▸ **What the task asks**
Among these entries, how many lines contain "match"? Say the number and nothing else.

▸ **Stored data entries**

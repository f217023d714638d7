//! # Vybz Core
//!
//! Core traits and types for the Vybz Circle shop.
//!
//! The shop is built as a reducer over client-local state. Every user action
//! (add a ticket, toggle a wishlist entry, pay) is an `Action`; a `Reducer`
//! applies it to `State` and returns `Effect` descriptions that a runtime
//! session executes (persist a record, surface a notice, await a payment).
//!
//! ## Core Concepts
//!
//! - **State**: cart, wishlist, ledger and checkout progress
//! - **Action**: all inputs to a reducer (user commands and feedback events)
//! - **Reducer**: pure function `(State, Action, Environment) → Effects`
//! - **Effect**: side effect descriptions (not execution)
//! - **Environment**: injected dependencies via traits
//! - **Client store**: durable key/value records (`cart`, `wishlist`, `ticketsSold`)
//!
//! ## Example
//!
//! ```
//! use vybz_core::{effect::Effect, reducer::Reducer, smallvec, SmallVec};
//!
//! #[derive(Default)]
//! struct Counter {
//!     taps: u32,
//! }
//!
//! #[derive(Clone, Debug)]
//! enum CounterAction {
//!     Tap,
//! }
//!
//! struct CounterReducer;
//!
//! impl Reducer for CounterReducer {
//!     type State = Counter;
//!     type Action = CounterAction;
//!     type Environment = ();
//!
//!     fn reduce(
//!         &self,
//!         state: &mut Counter,
//!         action: CounterAction,
//!         _env: &(),
//!     ) -> SmallVec<[Effect<CounterAction>; 4]> {
//!         match action {
//!             CounterAction::Tap => {
//!                 state.taps += 1;
//!                 smallvec![Effect::None]
//!             }
//!         }
//!     }
//! }
//!
//! let mut state = Counter::default();
//! let _ = CounterReducer.reduce(&mut state, CounterAction::Tap, &());
//! assert_eq!(state.taps, 1);
//! ```

// Re-export commonly used types
pub use chrono::{DateTime, NaiveDateTime, Utc};
pub use serde::{Deserialize, Serialize};
pub use smallvec::{smallvec, SmallVec};

#[doc(hidden)]
pub use tracing;

pub mod effect_macros;
pub mod store;

/// Reducer module - The core trait for business logic
///
/// Reducers are pure functions: `(State, Action, Environment) → (State, Effects)`.
/// They contain all business logic and are deterministic and testable.
pub mod reducer {
    use super::effect::Effect;
    use smallvec::SmallVec;

    /// The Reducer trait - core abstraction for business logic
    ///
    /// # Type Parameters
    ///
    /// - `State`: The domain state this reducer operates on
    /// - `Action`: The action type this reducer processes
    /// - `Environment`: The injected dependencies this reducer needs
    pub trait Reducer {
        /// The state type this reducer operates on
        type State;

        /// The action type this reducer processes
        type Action;

        /// The environment type with injected dependencies
        type Environment;

        /// Reduce an action into state changes and effects
        ///
        /// This is a pure function that:
        /// 1. Validates the action
        /// 2. Updates state in place
        /// 3. Returns effect descriptions to be executed
        fn reduce(
            &self,
            state: &mut Self::State,
            action: Self::Action,
            env: &Self::Environment,
        ) -> SmallVec<[Effect<Self::Action>; 4]>;
    }
}

/// Effect module - Side effect descriptions
///
/// Effects describe side effects to be performed by the runtime session.
/// They are values (not execution). `Persist` and `Notify` run inline, before
/// the session's `send` returns; `Future` and `Delay` run on the async runtime
/// and feed their resulting action back into the reducer.
pub mod effect {
    use crate::store::{ClientStore, StoreError, StoreKey};
    use serde::{Deserialize, Serialize};
    use std::fmt;
    use std::future::Future;
    use std::pin::Pin;
    use std::sync::Arc;
    use std::time::Duration;

    /// Severity of a user-facing notice.
    #[derive(Clone, Copy, Debug, PartialEq, Eq, Hash, Serialize, Deserialize)]
    #[serde(rename_all = "lowercase")]
    pub enum NoticeLevel {
        /// Informational (item added, payment succeeded)
        Info,
        /// Blocking notice the user should act on (sold out)
        Warning,
        /// Something went wrong (payment declined)
        Error,
    }

    /// A message meant for the person using the shop.
    ///
    /// The runtime broadcasts notices to subscribers; how they are shown
    /// (toast, banner, terminal line) is up to the presentation layer.
    #[derive(Clone, Debug, PartialEq, Eq, Serialize, Deserialize)]
    pub struct Notice {
        /// Severity
        pub level: NoticeLevel,
        /// Human readable text
        pub message: String,
    }

    impl Notice {
        /// Informational notice
        #[must_use]
        pub fn info(message: impl Into<String>) -> Self {
            Self {
                level: NoticeLevel::Info,
                message: message.into(),
            }
        }

        /// Warning notice
        #[must_use]
        pub fn warning(message: impl Into<String>) -> Self {
            Self {
                level: NoticeLevel::Warning,
                message: message.into(),
            }
        }

        /// Error notice
        #[must_use]
        pub fn error(message: impl Into<String>) -> Self {
            Self {
                level: NoticeLevel::Error,
                message: message.into(),
            }
        }
    }

    impl fmt::Display for Notice {
        fn fmt(&self, f: &mut fmt::Formatter<'_>) -> fmt::Result {
            f.write_str(&self.message)
        }
    }

    /// A full overwrite of one client store record.
    pub struct PersistOperation {
        /// Store to write into
        pub store: Arc<dyn ClientStore>,
        /// Record being replaced
        pub key: StoreKey,
        /// Serialized JSON snapshot
        pub payload: String,
    }

    impl fmt::Debug for PersistOperation {
        fn fmt(&self, f: &mut fmt::Formatter<'_>) -> fmt::Result {
            f.debug_struct("PersistOperation")
                .field("key", &self.key)
                .field("payload_len", &self.payload.len())
                .finish_non_exhaustive()
        }
    }

    /// Effect type - describes a side effect to be executed
    ///
    /// # Type Parameters
    ///
    /// - `Action`: The action type that effects can produce (feedback loop)
    pub enum Effect<Action> {
        /// No-op effect
        None,

        /// Overwrite a client store record (executed synchronously)
        Persist(PersistOperation),

        /// Surface a notice to the user
        Notify(Notice),

        /// Run effects in parallel
        Parallel(Vec<Effect<Action>>),

        /// Run effects sequentially
        Sequential(Vec<Effect<Action>>),

        /// Delayed action
        Delay {
            /// How long to wait
            duration: Duration,
            /// Action to dispatch after delay
            action: Box<Action>,
        },

        /// Arbitrary async computation
        ///
        /// Returns `Option<Action>` - if Some, the action is fed back into the reducer
        Future(Pin<Box<dyn Future<Output = Option<Action>> + Send>>),
    }

    // Manual Debug implementation since Future doesn't implement Debug
    impl<Action> fmt::Debug for Effect<Action>
    where
        Action: fmt::Debug,
    {
        fn fmt(&self, f: &mut fmt::Formatter<'_>) -> fmt::Result {
            match self {
                Effect::None => write!(f, "Effect::None"),
                Effect::Persist(op) => f.debug_tuple("Effect::Persist").field(op).finish(),
                Effect::Notify(notice) => f.debug_tuple("Effect::Notify").field(notice).finish(),
                Effect::Parallel(effects) => {
                    f.debug_tuple("Effect::Parallel").field(effects).finish()
                },
                Effect::Sequential(effects) => {
                    f.debug_tuple("Effect::Sequential").field(effects).finish()
                },
                Effect::Delay { duration, action } => f
                    .debug_struct("Effect::Delay")
                    .field("duration", duration)
                    .field("action", action)
                    .finish(),
                Effect::Future(_) => write!(f, "Effect::Future(<future>)"),
            }
        }
    }

    impl<Action> Effect<Action> {
        /// Combine effects to run in parallel
        #[must_use]
        pub const fn merge(effects: Vec<Effect<Action>>) -> Effect<Action> {
            Effect::Parallel(effects)
        }

        /// Chain effects to run sequentially
        #[must_use]
        pub const fn chain(effects: Vec<Effect<Action>>) -> Effect<Action> {
            Effect::Sequential(effects)
        }

        /// Serialize `value` and describe overwriting `key` with it.
        ///
        /// # Errors
        ///
        /// Returns [`StoreError::Serialization`] if `value` cannot be encoded.
        pub fn persist<T>(
            store: &Arc<dyn ClientStore>,
            key: StoreKey,
            value: &T,
        ) -> Result<Effect<Action>, StoreError>
        where
            T: Serialize + ?Sized,
        {
            let payload = serde_json::to_string(value)
                .map_err(|e| StoreError::Serialization { key, message: e.to_string() })?;
            Ok(Effect::Persist(PersistOperation {
                store: Arc::clone(store),
                key,
                payload,
            }))
        }

        /// Wrap an already-known action so it is fed back through the runtime.
        ///
        /// Used for outcome events that callers wait on.
        #[must_use]
        pub fn emit(action: Action) -> Effect<Action>
        where
            Action: Send + 'static,
        {
            Effect::Future(Box::pin(async move { Some(action) }))
        }
    }
}

/// Environment module - Dependency injection traits
///
/// All external dependencies are abstracted behind traits and injected
/// via the Environment parameter.
pub mod environment {
    use chrono::{DateTime, Utc};

    /// Clock trait - abstracts time operations for testability
    pub trait Clock: Send + Sync {
        /// Get the current time
        fn now(&self) -> DateTime<Utc>;
    }

    /// Wall clock.
    #[derive(Clone, Copy, Debug, Default)]
    pub struct SystemClock;

    impl Clock for SystemClock {
        fn now(&self) -> DateTime<Utc> {
            Utc::now()
        }
    }
}

#[cfg(test)]
#[allow(clippy::unwrap_used, clippy::panic)]
mod tests {
    use super::effect::{Effect, Notice, NoticeLevel};
    use super::store::{ClientStore, StoreError, StoreKey};
    use std::sync::Arc;

    struct NullStore;

    impl ClientStore for NullStore {
        fn read(&self, _key: StoreKey) -> Result<Option<String>, StoreError> {
            Ok(None)
        }

        fn write(&self, _key: StoreKey, _payload: &str) -> Result<(), StoreError> {
            Ok(())
        }
    }

    #[test]
    fn persist_effect_carries_json_payload() {
        let store: Arc<dyn ClientStore> = Arc::new(NullStore);
        let effect = Effect::<()>::persist(&store, StoreKey::TicketsSold, &[("42", 3)]).unwrap();

        match effect {
            Effect::Persist(op) => {
                assert_eq!(op.key, StoreKey::TicketsSold);
                assert_eq!(op.payload, r#"[["42",3]]"#);
            },
            other => panic!("expected persist effect, got {other:?}"),
        }
    }

    #[test]
    fn notice_constructors_set_level() {
        assert_eq!(Notice::info("a").level, NoticeLevel::Info);
        assert_eq!(Notice::warning("b").level, NoticeLevel::Warning);
        assert_eq!(Notice::error("c").to_string(), "c");
    }

    #[test]
    fn emit_resolves_to_action() {
        let Effect::Future(fut) = Effect::emit(7_u32) else {
            panic!("emit should produce a future effect");
        };
        assert_eq!(tokio_test::block_on(fut), Some(7));
    }
}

▸ **Answer space**
3